Typography

Mölkky gains ground at home and abroad.

Consider it a Finnish answer to pétanque. It’s gentlemanly, relaxed and can be played by anyone, almost anywhere. It can be played in teams or with just two players. But like any good game; it is also deceptively challenging.

Mölkky is based around a fairly simple principle: a dozen, numbered sticks are placed in a cluster, and each player attempts to knock them down by tossing another stick, called the mölkky (pin), at them. The combined numbers on the sticks knocked over are then tallied for each player. The sticks are then set upright again in the position where it landed, and the players take aim again. As the sticks scatter further out the game gets harder, especially as a player must score exactly 50 points to win.

“I started playing around five years ago,” Tony Vuori, club secretary of the Helsinki Mölkky Club explains. “We were at a barbeque, and a friend told me he had got a new game. The kids came along and we all had fun with it. I thought it was great and started telling other friends about it. The logical next step was to set up a local club.”

Interestingly enough, not all of the local players are Finns. Ollie Good hails from Brittany in France, and was introduced to the game by some German guys he met when they couch surfed through his place en route to the world champs in Lahti. Amazingly enough, his first ever game took place at that same world championships.

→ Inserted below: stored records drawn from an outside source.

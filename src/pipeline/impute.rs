//! Missing-value imputation

use crate::error::{CreditScoreError, Result};
use ndarray::{Array1, Array2, Axis};
use serde::{Deserialize, Serialize};

/// Trait for imputers
pub trait Imputer: Send + Sync {
    /// Fit the imputer on data with missing values
    fn fit(&mut self, x: &Array2<f64>) -> Result<()>;

    /// Transform data by imputing missing values
    fn transform(&self, x: &Array2<f64>) -> Result<Array2<f64>>;

    /// Fit and transform in one step
    fn fit_transform(&mut self, x: &Array2<f64>) -> Result<Array2<f64>> {
        self.fit(x)?;
        self.transform(x)
    }
}

/// Check if value is missing (NaN)
#[inline]
pub fn is_missing(v: f64) -> bool {
    v.is_nan()
}

/// Replaces NaN with the training mean of its column.
///
/// Only the listed columns are imputed. A column that is missing in every
/// training row imputes 0.
#[derive(Debug, Clone, PartialEq, Serialize, Deserialize)]
pub struct MeanImputer {
    columns: Vec<usize>,
    means: Option<Array1<f64>>,
}

impl MeanImputer {
    pub fn new(columns: Vec<usize>) -> Self {
        Self {
            columns,
            means: None,
        }
    }

    pub fn columns(&self) -> &[usize] {
        &self.columns
    }

    pub fn means(&self) -> Option<&Array1<f64>> {
        self.means.as_ref()
    }
}

impl Imputer for MeanImputer {
    fn fit(&mut self, x: &Array2<f64>) -> Result<()> {
        if let Some(&bad) = self.columns.iter().find(|&&c| c >= x.ncols()) {
            return Err(CreditScoreError::SchemaMismatch {
                expected: format!("column {} to impute", bad),
                actual: format!("{} columns", x.ncols()),
            });
        }

        let means = x
            .axis_iter(Axis(1))
            .map(|col| {
                // Running convex combination; a plain sum overflows near f64::MAX
                col.iter()
                    .filter(|v| !is_missing(**v))
                    .fold((0.0, 0usize), |(mean, n), &v| {
                        let k = (n + 1) as f64;
                        (mean * (n as f64 / k) + v / k, n + 1)
                    })
                    .0
            })
            .collect();

        self.means = Some(means);
        Ok(())
    }

    fn transform(&self, x: &Array2<f64>) -> Result<Array2<f64>> {
        let means = self.means.as_ref().ok_or(CreditScoreError::ModelNotFitted)?;
        if x.ncols() != means.len() {
            return Err(CreditScoreError::SchemaMismatch {
                expected: format!("{} columns", means.len()),
                actual: format!("{} columns", x.ncols()),
            });
        }

        let mut out = x.clone();
        for &c in &self.columns {
            let mean = means[c];
            out.column_mut(c).mapv_inplace(|v| if is_missing(v) { mean } else { v });
        }
        Ok(out)
    }
}
//! Platt scaling of raw scores

use crate::error::{CreditScoreError, Result};
use ndarray::Array1;
use serde::{Deserialize, Serialize};

use super::sigmoid;

/// Trait for score-to-probability calibrators
pub trait Calibrator: Send + Sync {
    /// Fit the calibrator on raw scores and true labels
    fn fit(&mut self, scores: &Array1<f64>, labels: &Array1<f64>) -> Result<()>;

    /// Map raw scores to probabilities
    fn calibrate(&self, scores: &Array1<f64>) -> Result<Array1<f64>>;
}

/// Platt scaling calibrator
///
/// Fits `P(y=1|f) = sigmoid(a*f + b)` by Newton's method against Platt's
/// smoothed targets, so a single-class partition still has a finite fit.
#[derive(Debug, Clone, PartialEq, Serialize, Deserialize)]
pub struct PlattScaling {
    a: Option<f64>,
    b: Option<f64>,
    max_iter: usize,
    tol: f64,
}

impl PlattScaling {
    pub fn new() -> Self {
        Self {
            a: None,
            b: None,
            max_iter: 100,
            tol: 1e-7,
        }
    }

    /// Fitted `(a, b)`
    pub fn parameters(&self) -> Option<(f64, f64)> {
        match (self.a, self.b) {
            (Some(a), Some(b)) => Some((a, b)),
            _ => None,
        }
    }
}

impl Default for PlattScaling {
    fn default() -> Self {
        Self::new()
    }
}

impl Calibrator for PlattScaling {
    fn fit(&mut self, scores: &Array1<f64>, labels: &Array1<f64>) -> Result<()> {
        let n = scores.len();
        if n != labels.len() {
            return Err(CreditScoreError::SchemaMismatch {
                expected: format!("{} labels", n),
                actual: format!("{} labels", labels.len()),
            });
        }
        if n == 0 {
            return Err(CreditScoreError::FitError(
                "cannot calibrate on zero scores".to_string(),
            ));
        }

        let n_pos = labels.iter().filter(|&&y| y > 0.5).count() as f64;
        let n_neg = n as f64 - n_pos;
        let target_pos = (n_pos + 1.0) / (n_pos + 2.0);
        let target_neg = 1.0 / (n_neg + 2.0);
        let targets: Vec<f64> = labels
            .iter()
            .map(|&y| if y > 0.5 { target_pos } else { target_neg })
            .collect();

        let mut a = 1.0;
        let mut b = 0.0;

        for _ in 0..self.max_iter {
            let mut grad_a = 0.0;
            let mut grad_b = 0.0;
            let mut hess_aa = 1e-6;
            let mut hess_ab = 0.0;
            let mut hess_bb = 1e-6;

            for (&f, &t) in scores.iter().zip(&targets) {
                let p = sigmoid(a * f + b);
                let d1 = p - t;
                let d2 = p * (1.0 - p);

                grad_a += f * d1;
                grad_b += d1;
                hess_aa += f * f * d2;
                hess_ab += f * d2;
                hess_bb += d2;
            }

            let det = hess_aa * hess_bb - hess_ab * hess_ab;
            if det.abs() < 1e-12 {
                break;
            }

            let delta_a = (hess_bb * grad_a - hess_ab * grad_b) / det;
            let delta_b = (hess_aa * grad_b - hess_ab * grad_a) / det;
            if !delta_a.is_finite() || !delta_b.is_finite() {
                break;
            }

            a -= delta_a;
            b -= delta_b;

            if delta_a.abs() < self.tol && delta_b.abs() < self.tol {
                break;
            }
        }

        if !a.is_finite() || !b.is_finite() {
            a = 1.0;
            b = 0.0;
        }

        self.a = Some(a);
        self.b = Some(b);
        Ok(())
    }

    fn calibrate(&self, scores: &Array1<f64>) -> Result<Array1<f64>> {
        let (a, b) = self.parameters().ok_or(CreditScoreError::ModelNotFitted)?;
        Ok(scores.mapv(|f| sigmoid(a * f + b)))
    }
}

#[cfg(test)]
mod tests {
    use super::*;
    use ndarray::array;

    #[test]
    fn test_platt_scaling_basic() {
        let scores = array![-2.0, -0.5, -0.8, 1.5, 2.2, -1.4, 0.9, 0.3];
        let labels = array![0.0, 0.0, 0.0, 1.0, 1.0, 0.0, 1.0, 1.0];

        let mut calibrator = PlattScaling::new();
        calibrator.fit(&scores, &labels).unwrap();
        let probs = calibrator.calibrate(&scores).unwrap();

        assert!(probs.iter().all(|&p| (0.0..=1.0).contains(&p)));
        assert!(probs[4] > probs[0], "monotone in the score");
        let (a, _) = calibrator.parameters().unwrap();
        assert!(a > 0.0);
    }

    #[test]
    fn test_single_class_stays_finite() {
        let scores = array![0.1, 0.2, 0.3];
        let labels = array![1.0, 1.0, 1.0];

        let mut calibrator = PlattScaling::new();
        calibrator.fit(&scores, &labels).unwrap();
        let probs = calibrator.calibrate(&scores).unwrap();
        assert!(probs.iter().all(|p| p.is_finite()));
    }

    #[test]
    fn test_calibrate_before_fit() {
        assert!(PlattScaling::new().calibrate(&array![0.0]).is_err());
    }
}
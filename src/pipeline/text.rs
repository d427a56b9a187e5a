//! Text featurization of the categorical code column

use crate::error::{CreditScoreError, Result};
use ndarray::Array2;
use serde::{Deserialize, Serialize};
use std::collections::BTreeMap;

/// Lowercasing tokenizer that splits on anything not alphanumeric
#[derive(Debug, Clone, Copy, Default, PartialEq, Eq, Serialize, Deserialize)]
pub struct TextTokenizer;

impl TextTokenizer {
    pub fn new() -> Self {
        Self
    }

    pub fn tokenize(&self, text: &str) -> Vec<String> {
        text.to_lowercase()
            .split(|c: char| !c.is_alphanumeric())
            .filter(|s| !s.is_empty())
            .map(|s| s.to_string())
            .collect()
    }
}

/// Character trigrams of `<token>`
fn char_trigrams(token: &str) -> Vec<String> {
    let padded: Vec<char> = format!("<{}>", token).chars().collect();
    padded
        .windows(3)
        .map(|w| w.iter().collect::<String>())
        .collect()
}

/// Word-unigram plus char-trigram counts, L2-normalized per row.
///
/// Slots are the word vocabulary in sorted order followed by the trigram
/// vocabulary in sorted order. Tokens unseen at fit time contribute nothing.
#[derive(Debug, Clone, PartialEq, Serialize, Deserialize)]
pub struct TextFeaturizer {
    column: String,
    tokenizer: TextTokenizer,
    words: BTreeMap<String, usize>,
    chars: BTreeMap<String, usize>,
    is_fitted: bool,
}

impl TextFeaturizer {
    pub fn new(column: impl Into<String>) -> Self {
        Self {
            column: column.into(),
            tokenizer: TextTokenizer::new(),
            words: BTreeMap::new(),
            chars: BTreeMap::new(),
            is_fitted: false,
        }
    }

    pub fn column(&self) -> &str {
        &self.column
    }

    pub fn n_features(&self) -> usize {
        self.words.len() + self.chars.len()
    }

    pub fn fit<S: AsRef<str>>(&mut self, documents: &[S]) -> Result<()> {
        let mut words = BTreeMap::new();
        let mut chars = BTreeMap::new();

        for doc in documents {
            for token in self.tokenizer.tokenize(doc.as_ref()) {
                for gram in char_trigrams(&token) {
                    chars.insert(gram, 0);
                }
                words.insert(token, 0);
            }
        }

        for (idx, slot) in words.values_mut().enumerate() {
            *slot = idx;
        }
        let offset = words.len();
        for (idx, slot) in chars.values_mut().enumerate() {
            *slot = offset + idx;
        }

        self.words = words;
        self.chars = chars;
        self.is_fitted = true;
        Ok(())
    }

    pub fn transform<S: AsRef<str>>(&self, documents: &[S]) -> Result<Array2<f64>> {
        if !self.is_fitted {
            return Err(CreditScoreError::ModelNotFitted);
        }

        let mut result = Array2::zeros((documents.len(), self.n_features()));

        for (row, doc) in documents.iter().enumerate() {
            for token in self.tokenizer.tokenize(doc.as_ref()) {
                if let Some(&idx) = self.words.get(&token) {
                    result[[row, idx]] += 1.0;
                }
                for gram in char_trigrams(&token) {
                    if let Some(&idx) = self.chars.get(&gram) {
                        result[[row, idx]] += 1.0;
                    }
                }
            }

            let norm = result.row(row).iter().map(|&v| v * v).sum::<f64>().sqrt();
            if norm > 0.0 {
                result.row_mut(row).mapv_inplace(|v| v / norm);
            }
        }

        Ok(result)
    }

    /// `{column}.word.{t}` then `{column}.char.{t}`, in slot order
    pub fn feature_names(&self) -> Vec<String> {
        self.words
            .keys()
            .map(|t| format!("{}.word.{}", self.column, t))
            .chain(
                self.chars
                    .keys()
                    .map(|t| format!("{}.char.{}", self.column, t)),
            )
            .collect()
    }
}

#[cfg(test)]
mod tests {
    use super::*;

    #[test]
    fn test_tokenizer() {
        let tokenizer = TextTokenizer::new();
        assert_eq!(tokenizer.tokenize("47.11-A"), vec!["47", "11", "a"]);
        assert!(tokenizer.tokenize("").is_empty());
    }

    #[test]
    fn test_char_trigrams() {
        assert_eq!(char_trigrams("ab"), vec!["<ab", "ab>"]);
        assert_eq!(char_trigrams("a"), vec!["<a>"]);
    }

    #[test]
    fn test_vocabulary_is_sorted() {
        let mut featurizer = TextFeaturizer::new("CNAE");
        featurizer.fit(&["b", "a"]).unwrap();

        assert_eq!(
            featurizer.feature_names(),
            vec!["CNAE.word.a", "CNAE.word.b", "CNAE.char.<a>", "CNAE.char.<b>"]
        );
    }

    #[test]
    fn test_rows_are_l2_normalized() {
        let mut featurizer = TextFeaturizer::new("CNAE");
        featurizer.fit(&["4711 a", "b"]).unwrap();
        let x = featurizer.transform(&["4711 a"]).unwrap();

        let norm: f64 = x.row(0).iter().map(|v| v * v).sum::<f64>().sqrt();
        assert!((norm - 1.0).abs() < 1e-12);
    }

    #[test]
    fn test_unseen_tokens_ignored() {
        let mut featurizer = TextFeaturizer::new("CNAE");
        featurizer.fit(&["a"]).unwrap();
        let x = featurizer.transform(&["zzz"]).unwrap();
        assert!(x.iter().all(|&v| v == 0.0));
    }

    #[test]
    fn test_transform_before_fit() {
        let featurizer = TextFeaturizer::new("CNAE");
        assert!(featurizer.transform(&["a"]).is_err());
    }
}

There are around 500-1000 regular players in Finland, scattered across 11 local organisations, the biggest of which is in Lahti. “The game is actually bigger in France,” Good explains. “They have maybe 20 clubs there now, and a lot of players.”

Although the game has ancient roots in Karelia, as recently as 1998 there were no written rules or club structure. No one is too sure how widespread the game is, but Vuori and Good list some 11 countries they know which use similar equipment, made locally by the Tuoterangas company, and follow similar rules. Elsewhere, it is usually called Klopp or Finska, and the rules may vary a little from place to place. “In North America they just arrange the pins in any order. Here we try to make it a little harder by ‘hiding’ the bigger numbers at the pack of the pack.” Tony informs.

More info at:
http://helsinginmolkkyseura.blogspot.fi/
www.molkkyliitto.fi/en

World Championship events can draw up to 250 teams and 1,000 players, with all participants assured several games and a good time. “Mölkky is a very friendly game. It’s about being with friends and family. Most players don’t take it too seriously,” Vuori assures.

The Helsinki club plays every Thursday evening at Katri Valan Park in Sörnäinen, and new players are always welcome.